══ Data for analysis
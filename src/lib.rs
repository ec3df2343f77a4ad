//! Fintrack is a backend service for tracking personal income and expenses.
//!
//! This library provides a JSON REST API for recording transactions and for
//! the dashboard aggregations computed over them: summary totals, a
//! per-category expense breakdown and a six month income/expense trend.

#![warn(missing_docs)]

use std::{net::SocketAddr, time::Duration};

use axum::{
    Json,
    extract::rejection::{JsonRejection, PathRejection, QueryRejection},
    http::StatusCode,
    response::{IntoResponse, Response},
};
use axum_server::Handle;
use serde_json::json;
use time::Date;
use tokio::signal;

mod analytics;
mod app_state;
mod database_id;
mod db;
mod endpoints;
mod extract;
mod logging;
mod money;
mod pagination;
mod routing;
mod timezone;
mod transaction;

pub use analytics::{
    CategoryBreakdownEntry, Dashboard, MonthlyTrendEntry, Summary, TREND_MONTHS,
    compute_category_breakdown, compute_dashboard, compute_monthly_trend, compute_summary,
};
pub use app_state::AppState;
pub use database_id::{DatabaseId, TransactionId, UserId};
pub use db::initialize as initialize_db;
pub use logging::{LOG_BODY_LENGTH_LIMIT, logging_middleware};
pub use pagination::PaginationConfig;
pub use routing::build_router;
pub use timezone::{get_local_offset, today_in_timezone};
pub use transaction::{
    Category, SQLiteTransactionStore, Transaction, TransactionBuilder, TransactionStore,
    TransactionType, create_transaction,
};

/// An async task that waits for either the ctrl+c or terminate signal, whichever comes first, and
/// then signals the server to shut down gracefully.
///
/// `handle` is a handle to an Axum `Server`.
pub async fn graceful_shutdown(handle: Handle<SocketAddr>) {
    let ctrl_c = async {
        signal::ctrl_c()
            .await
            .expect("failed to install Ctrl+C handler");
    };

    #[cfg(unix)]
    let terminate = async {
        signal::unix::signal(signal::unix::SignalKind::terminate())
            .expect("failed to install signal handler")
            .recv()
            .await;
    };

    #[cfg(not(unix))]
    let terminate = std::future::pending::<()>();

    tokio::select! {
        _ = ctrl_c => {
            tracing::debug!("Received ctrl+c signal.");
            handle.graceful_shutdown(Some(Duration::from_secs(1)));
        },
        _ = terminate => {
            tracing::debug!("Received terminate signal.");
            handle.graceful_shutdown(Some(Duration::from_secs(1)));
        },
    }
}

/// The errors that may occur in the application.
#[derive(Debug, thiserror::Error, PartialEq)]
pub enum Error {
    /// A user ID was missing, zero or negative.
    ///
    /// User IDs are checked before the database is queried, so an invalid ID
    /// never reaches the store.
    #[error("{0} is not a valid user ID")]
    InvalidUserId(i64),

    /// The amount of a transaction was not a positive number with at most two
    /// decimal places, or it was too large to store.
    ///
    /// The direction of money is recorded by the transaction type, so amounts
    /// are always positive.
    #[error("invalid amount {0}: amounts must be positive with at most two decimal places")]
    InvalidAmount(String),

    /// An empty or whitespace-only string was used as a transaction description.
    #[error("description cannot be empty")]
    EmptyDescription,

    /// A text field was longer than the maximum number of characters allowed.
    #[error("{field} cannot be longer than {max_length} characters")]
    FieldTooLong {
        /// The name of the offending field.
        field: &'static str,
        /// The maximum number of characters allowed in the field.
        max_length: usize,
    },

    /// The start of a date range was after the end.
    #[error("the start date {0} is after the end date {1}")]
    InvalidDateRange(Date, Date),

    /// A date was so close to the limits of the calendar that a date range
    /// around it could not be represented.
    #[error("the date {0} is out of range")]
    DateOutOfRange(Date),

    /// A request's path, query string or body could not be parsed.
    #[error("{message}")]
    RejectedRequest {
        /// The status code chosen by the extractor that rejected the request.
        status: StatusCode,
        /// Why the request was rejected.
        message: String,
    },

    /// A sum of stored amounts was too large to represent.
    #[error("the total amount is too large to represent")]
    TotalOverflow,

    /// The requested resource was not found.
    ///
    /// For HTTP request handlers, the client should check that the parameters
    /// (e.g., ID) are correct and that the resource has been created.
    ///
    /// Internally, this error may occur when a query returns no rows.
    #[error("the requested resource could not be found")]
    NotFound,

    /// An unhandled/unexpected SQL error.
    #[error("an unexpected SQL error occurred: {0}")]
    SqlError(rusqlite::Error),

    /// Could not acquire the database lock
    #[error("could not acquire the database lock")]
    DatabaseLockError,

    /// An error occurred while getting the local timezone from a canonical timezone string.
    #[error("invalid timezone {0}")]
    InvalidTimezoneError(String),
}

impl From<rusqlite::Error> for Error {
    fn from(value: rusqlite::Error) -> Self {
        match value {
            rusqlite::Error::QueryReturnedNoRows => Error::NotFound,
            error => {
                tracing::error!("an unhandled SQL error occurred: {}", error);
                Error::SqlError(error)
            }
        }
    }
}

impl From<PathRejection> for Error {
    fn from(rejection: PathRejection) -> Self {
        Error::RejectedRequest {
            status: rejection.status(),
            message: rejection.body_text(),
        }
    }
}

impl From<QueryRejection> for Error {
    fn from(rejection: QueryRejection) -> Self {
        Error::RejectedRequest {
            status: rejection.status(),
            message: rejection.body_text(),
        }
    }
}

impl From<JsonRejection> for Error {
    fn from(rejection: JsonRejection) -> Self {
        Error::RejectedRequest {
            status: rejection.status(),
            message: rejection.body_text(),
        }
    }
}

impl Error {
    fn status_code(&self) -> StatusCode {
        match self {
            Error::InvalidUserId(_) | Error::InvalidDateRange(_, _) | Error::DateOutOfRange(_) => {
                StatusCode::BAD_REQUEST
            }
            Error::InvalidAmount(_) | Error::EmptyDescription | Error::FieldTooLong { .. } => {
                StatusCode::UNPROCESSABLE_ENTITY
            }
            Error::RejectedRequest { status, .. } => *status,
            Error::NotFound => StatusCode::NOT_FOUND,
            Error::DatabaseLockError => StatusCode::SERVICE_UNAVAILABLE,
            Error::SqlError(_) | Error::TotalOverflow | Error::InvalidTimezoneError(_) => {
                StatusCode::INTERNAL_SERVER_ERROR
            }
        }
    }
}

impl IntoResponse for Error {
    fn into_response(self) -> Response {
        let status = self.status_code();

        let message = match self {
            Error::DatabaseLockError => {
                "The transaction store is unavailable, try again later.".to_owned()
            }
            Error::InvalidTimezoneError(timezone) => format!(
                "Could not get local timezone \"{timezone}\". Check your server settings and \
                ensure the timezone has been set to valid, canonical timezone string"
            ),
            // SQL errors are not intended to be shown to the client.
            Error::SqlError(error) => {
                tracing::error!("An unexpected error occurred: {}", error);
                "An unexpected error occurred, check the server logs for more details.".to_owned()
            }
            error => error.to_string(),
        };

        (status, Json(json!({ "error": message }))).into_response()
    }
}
════
» **Description of the task**: Go line by line through the records above and copy each one containing "occurred".

» **Solution for this exercise**:
    #[error("an unexpected SQL error occurred: {0}")]
    /// An error occurred while getting the local timezone from a canonical timezone string.
                tracing::error!("an unhandled SQL error occurred: {}", error);
                tracing::error!("An unexpected error occurred: {}", error);
                "An unexpected error occurred, check the server logs for more details.".to_owned()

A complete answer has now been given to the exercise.